**Aim of the task**
Reproduce exactly the lines below from the one containing "assert_ne!(work.collection_path(), personal.collection_path());" through the one containing "assert!(matches!(err, SecretError::Transport(_)));", including both, and nothing else.

Stored records:
+ + +

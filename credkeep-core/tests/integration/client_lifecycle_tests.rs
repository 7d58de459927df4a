//! Client construction and shutdown

use std::sync::Arc;
use std::time::Duration;

use credkeep_core::testing::MockSecretService;
use credkeep_core::{ClientConfig, SecretError, SecretServiceClient, Transport};

use super::connect;

#[tokio::test]
async fn default_collection_is_created_once() {
    let mock = Arc::new(MockSecretService::new());

    let first = connect(&mock, "default").await.unwrap();
    assert_eq!(mock.collection_count(), 1);
    assert_eq!(mock.call_count("CreateCollection"), 1);

    let second = connect(&mock, "default").await.unwrap();
    assert_eq!(mock.collection_count(), 1);
    assert_eq!(mock.call_count("CreateCollection"), 1);
    assert_eq!(first.collection_path(), second.collection_path());

    first.close().await.unwrap();
    second.close().await.unwrap();
}

#[tokio::test]
async fn clients_for_different_collections_are_independent() {
    let mock = Arc::new(MockSecretService::new());
    let work = connect(&mock, "work").await.unwrap();
    let personal = connect(&mock, "personal").await.unwrap();
    assert_ne!(work.collection_path(), personal.collection_path());
    assert_eq!(mock.open_sessions(), 2);

    work.close().await.unwrap();
    assert_eq!(mock.open_sessions(), 1);
    personal.close().await.unwrap();
    assert_eq!(mock.open_sessions(), 0);
}

#[tokio::test]
async fn unreachable_service_fails_construction() {
    let mock = Arc::new(MockSecretService::new());
    mock.set_unreachable(true);

    let err = connect(&mock, "default").await.unwrap_err();
    assert!(matches!(err, SecretError::Transport(_)));
    assert!(err.is_fatal());
}

#[tokio::test]
async fn config_file_drives_construction() {
    let dir = tempfile::tempdir().unwrap();
    let path = dir.path().join("credkeep.toml");
    std::fs::write(&path, "collection = \"vault\"\nwindow_id = \"x11:42\"\n").unwrap();

    let mock = Arc::new(MockSecretService::new());
    let transport: Arc<dyn Transport> = mock.clone();
    let config = ClientConfig::load(&path).unwrap();
    let client = SecretServiceClient::with_transport(transport, config).await.unwrap();

    assert_eq!(client.collection_name(), "vault");
    assert_eq!(Some(client.collection_path().clone()), mock.collection_path("vault"));
    client.close().await.unwrap();
}

#[tokio::test]
async fn dropped_client_releases_its_session() {
    let mock = Arc::new(MockSecretService::new());
    {
        let _client = connect(&mock, "default").await.unwrap();
        assert_eq!(mock.open_sessions(), 1);
    }
    tokio::time::sleep(Duration::from_millis(10)).await;
    assert_eq!(mock.open_sessions(), 0);
}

+ + +

**Solution to this exercise**
    assert_ne!(work.collection_path(), personal.collection_path());
    assert_eq!(mock.open_sessions(), 2);

    work.close().await.unwrap();
    assert_eq!(mock.open_sessions(), 1);
    personal.close().await.unwrap();
    assert_eq!(mock.open_sessions(), 0);
}

#[tokio::test]
async fn unreachable_service_fails_construction() {
    let mock = Arc::new(MockSecretService::new());
    mock.set_unreachable(true);

    let err = connect(&mock, "default").await.unwrap_err();
    assert!(matches!(err, SecretError::Transport(_)));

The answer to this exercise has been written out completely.